§ **ACTIVITY**
Please write out the listing below again in its exact form.

§ **GIVEN INFORMATION**

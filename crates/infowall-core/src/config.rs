#![forbid(unsafe_code)]

//! Behaviour configuration, read once at construction.

use std::time::Duration;

use crate::matcher::FilterMode;

/// Debounce window before a visibility change is announced.
pub const ANNOUNCE_DELAY: Duration = Duration::from_millis(500);

/// Delay before the live region is emptied again after an announcement,
/// so repeated identical messages register as distinct events.
pub const REGION_CLEAR_DELAY: Duration = Duration::from_millis(100);

/// Wall behaviour settings. Immutable after construction.
#[derive(Debug, Clone)]
pub struct WallBehaviour {
    /// How per-word match results aggregate per panel.
    pub filter_mode: FilterMode,
    /// Whether visible panels get alternating background flags.
    pub alternate_background: bool,
    /// Whether the host should offer the filter field at all.
    pub offer_filter_field: bool,
    /// Debounce window for visibility announcements.
    pub announce_delay: Duration,
    /// Self-clear delay for the live region after delivery.
    pub region_clear_delay: Duration,
}

impl Default for WallBehaviour {
    fn default() -> Self {
        Self {
            filter_mode: FilterMode::Any,
            alternate_background: true,
            offer_filter_field: true,
            announce_delay: ANNOUNCE_DELAY,
            region_clear_delay: REGION_CLEAR_DELAY,
        }
    }
}

impl WallBehaviour {
    /// Create the default behaviour.
    pub fn new() -> Self {
        Self::default()
    }

    /// Set the filter mode (builder).
    pub fn filter_mode(mut self, mode: FilterMode) -> Self {
        self.filter_mode = mode;
        self
    }

    /// Enable or disable background alternation (builder).
    pub fn alternate_background(mut self, alternate: bool) -> Self {
        self.alternate_background = alternate;
        self
    }

    /// Enable or disable the filter field offer (builder).
    pub fn offer_filter_field(mut self, offer: bool) -> Self {
        self.offer_filter_field = offer;
        self
    }

    /// Set the announcement debounce window (builder).
    pub fn announce_delay(mut self, delay: Duration) -> Self {
        self.announce_delay = delay;
        self
    }

    /// Set the live-region self-clear delay (builder).
    pub fn region_clear_delay(mut self, delay: Duration) -> Self {
        self.region_clear_delay = delay;
        self
    }
}

#[cfg(test)]
mod tests {
    use super::*;

    #[test]
    fn defaults() {
        let behaviour = WallBehaviour::default();
        assert_eq!(behaviour.filter_mode, FilterMode::Any);
        assert!(behaviour.alternate_background);
        assert!(behaviour.offer_filter_field);
        assert_eq!(behaviour.announce_delay, Duration::from_millis(500));
        assert_eq!(behaviour.region_clear_delay, Duration::from_millis(100));
    }

    #[test]
    fn builders_override() {
        let behaviour = WallBehaviour::new()
            .filter_mode(FilterMode::All)
            .alternate_background(false)
            .announce_delay(Duration::from_millis(50));
        assert_eq!(behaviour.filter_mode, FilterMode::All);
        assert!(!behaviour.alternate_background);
        assert_eq!(behaviour.announce_delay, Duration::from_millis(50));
    }
}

§ **ANSWER BOX**
filename crates/infowall-core/src/config.rs
#![forbid(unsafe_code)]

//! Behaviour configuration, read once at construction.

use std::time::Duration;

use crate::matcher::FilterMode;

/// Debounce window before a visibility change is announced.
pub const ANNOUNCE_DELAY: Duration = Duration::from_millis(500);

/// Delay before the live region is emptied again after an announcement,
/// so repeated identical messages register as distinct events.
pub const REGION_CLEAR_DELAY: Duration = Duration::from_millis(100);

/// Wall behaviour settings. Immutable after construction.
#[derive(Debug, Clone)]
pub struct WallBehaviour {
    /// How per-word match results aggregate per panel.
    pub filter_mode: FilterMode,
    /// Whether visible panels get alternating background flags.
    pub alternate_background: bool,
    /// Whether the host should offer the filter field at all.
    pub offer_filter_field: bool,
    /// Debounce window for visibility announcements.
    pub announce_delay: Duration,
    /// Self-clear delay for the live region after delivery.
    pub region_clear_delay: Duration,
}

impl Default for WallBehaviour {
    fn default() -> Self {
        Self {
            filter_mode: FilterMode::Any,
            alternate_background: true,
            offer_filter_field: true,
            announce_delay: ANNOUNCE_DELAY,
            region_clear_delay: REGION_CLEAR_DELAY,
        }
    }
}

impl WallBehaviour {
    /// Create the default behaviour.
    pub fn new() -> Self {
        Self::default()
    }

    /// Set the filter mode (builder).
    pub fn filter_mode(mut self, mode: FilterMode) -> Self {
        self.filter_mode = mode;
        self
    }

    /// Enable or disable background alternation (builder).
    pub fn alternate_background(mut self, alternate: bool) -> Self {
        self.alternate_background = alternate;
        self
    }

    /// Enable or disable the filter field offer (builder).
    pub fn offer_filter_field(mut self, offer: bool) -> Self {
        self.offer_filter_field = offer;
        self
    }

    /// Set the announcement debounce window (builder).
    pub fn announce_delay(mut self, delay: Duration) -> Self {
        self.announce_delay = delay;
        self
    }

    /// Set the live-region self-clear delay (builder).
    pub fn region_clear_delay(mut self, delay: Duration) -> Self {
        self.region_clear_delay = delay;
        self
    }
}

#[cfg(test)]
mod tests {
    use super::*;

    #[test]
    fn defaults() {
        let behaviour = WallBehaviour::default();
        assert_eq!(behaviour.filter_mode, FilterMode::Any);
        assert!(behaviour.alternate_background);
        assert!(behaviour.offer_filter_field);
        assert_eq!(behaviour.announce_delay, Duration::from_millis(500));
        assert_eq!(behaviour.region_clear_delay, Duration::from_millis(100));
    }

    #[test]
    fn builders_override() {
        let behaviour = WallBehaviour::new()
            .filter_mode(FilterMode::All)
            .alternate_background(false)
            .announce_delay(Duration::from_millis(50));
        assert_eq!(behaviour.filter_mode, FilterMode::All);
        assert!(!behaviour.alternate_background);
        assert_eq!(behaviour.announce_delay, Duration::from_millis(50));
    }
}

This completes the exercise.